Ever felt parched seconds before speaking? And then coming up on stage sounding raspy and scratchy in front of the audience? This happens because the adrenaline from stage fright causes your mouth to feel dried out.

To prevent all that, it’s essential we stay adequately hydrated before a speech. A sip of water will do the trick. However, do drink in moderation so that you won’t need to go to the bathroom constantly.

Try to avoid sugary beverages and caffeine, since it’s a diuretic – meaning you’ll feel thirstier. It will also amplify your anxiety which prevents you from speaking smoothly.

Meditate

Meditation is well-known as a powerful tool to calm the mind. ABC’s Dan Harris, co-anchor of Nightline and Good Morning America weekend and author of the book titled10% Happier , recommends that meditation can help individuals to feel significantly calmer, faster.

Meditation is like a workout for your mind. It gives you the strength and focus to filter out the negativity and distractions with words of encouragement, confidence and strength.

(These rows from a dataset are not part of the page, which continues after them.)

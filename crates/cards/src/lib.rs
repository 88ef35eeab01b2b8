// Copyright (C) 2025 Showdown Developers
// SPDX-License-Identifier: Apache-2.0

//! Showdown Poker card types.
//!
//! This crate defines the [Card], [Rank] and [Suit] types and the two
//! character notation codec used everywhere else in the workspace:
//!
//! ```
//! # use showdown_cards::{Card, Rank, Suit};
//! let ah = Card::new(Rank::Ace, Suit::Hearts);
//! assert_eq!(ah.to_string(), "Ah");
//! assert_eq!("Ah".parse::<Card>().unwrap(), ah);
//! ```
//!
//! and a [Deck] type for shuffling and iterating card combinations. For
//! example to iterate through all 5 cards hands:
//!
//! ```
//! # use showdown_cards::{Card, Deck, Rank, Suit};
//! let mut counter = 0;
//! Deck::default().for_each(5, |hand| {
//!     assert_eq!(hand.len(), 5);
//!     counter += 1;
//! });
//! assert_eq!(counter, 2_598_960);
//! ```
#![warn(clippy::all, rust_2018_idioms, missing_docs)]
mod cards;
pub use cards::{Card, Deck, Rank, Suit, format_hand, parse_hand};
use rand::seq::SliceRandom;
use tracing::{debug, warn};

use crate::classifier::Modality;
use crate::config::{AssetPacks, PersonaConfig};
use crate::llm::{Completer, LlmError};
use crate::platform::Outbound;

/// A composed answer: the text goes out first, then each media item in order.
#[derive(Debug, Clone, PartialEq, Eq)]
pub struct Reply {
    pub text: String,
    pub media: Vec<Outbound>,
}

impl Reply {
    pub fn into_outbound(self) -> Vec<Outbound> {
        let mut sends = Vec::with_capacity(self.media.len() + 1);
        sends.push(Outbound::Message(self.text));
        sends.extend(self.media);
        sends
    }
}

pub struct Responder<C> {
    completer: C,
    persona: PersonaConfig,
    assets: AssetPacks,
}

impl<C: Completer> Responder<C> {
    pub fn new(completer: C, persona: PersonaConfig, assets: AssetPacks) -> Self {
        Self {
            completer,
            persona,
            assets,
        }
    }

    #[cfg(test)]
    pub fn completer(&self) -> &C {
        &self.completer
    }

    pub async fn respond(&self, modality: &Modality) -> Reply {
        match modality {
            Modality::Sticker { emoji } => {
                let prompt = self.persona.sticker_prompt.replace("{emoji}", emoji);
                Reply {
                    text: self.generate(&prompt).await,
                    media: [self.sticker(), self.voice()].into_iter().flatten().collect(),
                }
            }
            Modality::Animation => Reply {
                text: self.generate(&self.persona.animation_prompt).await,
                media: self.animation().into_iter().collect(),
            },
            Modality::Voice => Reply {
                text: self.persona.voice_reply.clone(),
                media: self.voice().into_iter().collect(),
            },
            Modality::Text(text) => {
                let reply = match self.canned_text_reply(text) {
                    Some(canned) => canned.to_string(),
                    None => self.generate(text).await,
                };
                Reply {
                    text: reply,
                    media: self.voice().into_iter().collect(),
                }
            }
        }
    }

    /// Fixed replies for known questions; name questions win over creator ones.
    pub fn canned_text_reply(&self, text: &str) -> Option<&str> {
        let lower = text.to_lowercase();

        if contains_any(&lower, &self.persona.name_phrases) {
            Some(self.persona.identity_reply.as_str())
        } else if contains_any(&lower, &self.persona.creator_phrases) {
            Some(self.persona.attribution_reply.as_str())
        } else {
            None
        }
    }

    /// Ask the completer, substituting a fallback line for any failure.
    async fn generate(&self, prompt: &str) -> String {
        match self.completer.complete(prompt).await {
            Ok(text) => text,
            Err(err @ LlmError::Request(_)) => {
                warn!("Completion request failed: {}", err);
                self.persona.unavailable_fallback.clone()
            }
            Err(err @ (LlmError::Status { .. } | LlmError::Malformed(_))) => {
                warn!("Unexpected completion response: {}", err);
                self.persona.malformed_fallback.clone()
            }
        }
    }

    fn sticker(&self) -> Option<Outbound> {
        pick("sticker", &self.assets.stickers).map(Outbound::Sticker)
    }

    fn voice(&self) -> Option<Outbound> {
        pick("voice", &self.assets.voices).map(Outbound::Voice)
    }

    fn animation(&self) -> Option<Outbound> {
        pick("animation", &self.assets.animations).map(Outbound::Animation)
    }
}

fn contains_any(lower: &str, phrases: &[String]) -> bool {
    phrases
        .iter()
        .any(|phrase| lower.contains(&phrase.to_lowercase()))
}

fn pick(kind: &str, pack: &[String]) -> Option<String> {
    let choice = pack.choose(&mut rand::thread_rng()).cloned();
    if choice.is_none() {
        debug!("No {} assets configured, skipping", kind);
    }
    choice
}
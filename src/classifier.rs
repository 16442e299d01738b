use crate::platform::{ChatKind, EntityKind, IncomingMessage};

/// The bot's own username, normalised once at startup
#[derive(Debug, Clone, PartialEq, Eq)]
pub struct BotIdentity {
    username: String,
}

impl BotIdentity {
    pub fn new(username: &str) -> Self {
        Self {
            username: username.trim_start_matches('@').to_lowercase(),
        }
    }

    pub fn username(&self) -> &str {
        &self.username
    }

    /// Case-insensitive username comparison; an empty identity matches nothing.
    fn is(&self, candidate: &str) -> bool {
        !self.username.is_empty() && candidate.to_lowercase() == self.username
    }

    fn mentioned_in(&self, text: &str) -> bool {
        !self.username.is_empty() && text.to_lowercase().contains(&self.username)
    }
}

/// What kind of message arrived, in routing priority order
#[derive(Debug, Clone, PartialEq, Eq)]
pub enum Modality {
    Sticker { emoji: String },
    Animation,
    Voice,
    Text(String),
}

impl Modality {
    /// Sticker beats animation beats voice beats text. Empty text is no text.
    pub fn of(msg: &IncomingMessage) -> Option<Self> {
        if let Some(sticker) = &msg.sticker {
            return Some(Modality::Sticker {
                emoji: sticker.emoji.clone().unwrap_or_default(),
            });
        }
        if msg.has_animation {
            return Some(Modality::Animation);
        }
        if msg.has_voice {
            return Some(Modality::Voice);
        }
        msg.text
            .as_deref()
            .filter(|text| !text.is_empty())
            .map(|text| Modality::Text(text.to_string()))
    }

    pub fn name(&self) -> &'static str {
        match self {
            Modality::Sticker { .. } => "sticker",
            Modality::Animation => "animation",
            Modality::Voice => "voice",
            Modality::Text(_) => "text",
        }
    }
}

/// Whether a message is meant for the bot.
///
/// Private chats always are. In groups the message must either carry a
/// mention entity with the bot's username somewhere in the text, or reply
/// to a message the bot sent.
pub fn is_addressed(msg: &IncomingMessage, identity: &BotIdentity) -> bool {
    if msg.chat.kind == ChatKind::Private {
        return true;
    }

    let tagged = match msg.text.as_deref() {
        Some(text) => {
            msg.entities
                .iter()
                .any(|entity| entity.kind == EntityKind::Mention)
                && identity.mentioned_in(text)
        }
        None => false,
    };

    let replied_to_bot = msg
        .reply_to_username
        .as_deref()
        .is_some_and(|name| identity.is(name));

    tagged || replied_to_bot
}

/// Route a message: `None` when it is not for the bot or carries nothing usable.
pub fn classify(msg: &IncomingMessage, identity: &BotIdentity) -> Option<Modality> {
    if !is_addressed(msg, identity) {
        return None;
    }
    Modality::of(msg)
}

Mindfulness meditation, in particular, is a popular method to calm yourself before going up on the big stage. The practice involves sitting comfortably, focusing on your breathing and then bringing your mind’s attention to the present without drifting into concerns about the past or future – which likely includes floundering on stage.

Here’s a nice example of guided meditation before public speaking:

2. Focus on your goal

One thing people with a fear of public speaking have in common is focusing too much on themselves and the possibility of failure.

Do I look funny? What if I can’t remember what to say? Do I look stupid? Will people listen to me? Does anyone care about what I’m talking about?’

Instead of thinking this way, shift your attention to your one true purpose – contributing something of value to your audience.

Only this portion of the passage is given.